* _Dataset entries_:
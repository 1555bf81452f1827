use log::{LevelFilter, Log, Metadata, Record, SetLoggerError};

struct StderrLogger;

static LOGGER: StderrLogger = StderrLogger;

impl Log for StderrLogger {
    fn enabled(&self, metadata: &Metadata<'_>) -> bool {
        metadata.level() <= log::max_level()
    }

    fn log(&self, record: &Record<'_>) {
        if self.enabled(record.metadata()) {
            eprintln!("elfscan {}: {}", record.level(), record.args());
        }
    }

    fn flush(&self) {}
}

/// Maps the number of `-v` flags to the maximum log level.
pub fn level_filter(verbose: u8) -> LevelFilter {
    match verbose {
        0 => LevelFilter::Warn,
        1 => LevelFilter::Info,
        2 => LevelFilter::Debug,
        _ => LevelFilter::Trace,
    }
}

pub fn init(verbose: u8) -> Result<(), SetLoggerError> {
    log::set_logger(&LOGGER)?;
    log::set_max_level(level_filter(verbose));
    Ok(())
}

* _TASK TO CARRY OUT_:
Down to the final line, the data above must be copied exactly.

* _OUTPUT FOR THIS TASK_:
repository 1555bf81452f1827
use log::{LevelFilter, Log, Metadata, Record, SetLoggerError};

struct StderrLogger;

static LOGGER: StderrLogger = StderrLogger;

impl Log for StderrLogger {
    fn enabled(&self, metadata: &Metadata<'_>) -> bool {
        metadata.level() <= log::max_level()
    }

    fn log(&self, record: &Record<'_>) {
        if self.enabled(record.metadata()) {
            eprintln!("elfscan {}: {}", record.level(), record.args());
        }
    }

    fn flush(&self) {}
}

/// Maps the number of `-v` flags to the maximum log level.
pub fn level_filter(verbose: u8) -> LevelFilter {
    match verbose {
        0 => LevelFilter::Warn,
        1 => LevelFilter::Info,
        2 => LevelFilter::Debug,
        _ => LevelFilter::Trace,
    }
}

pub fn init(verbose: u8) -> Result<(), SetLoggerError> {
    log::set_logger(&LOGGER)?;
    log::set_max_level(level_filter(verbose));
    Ok(())
}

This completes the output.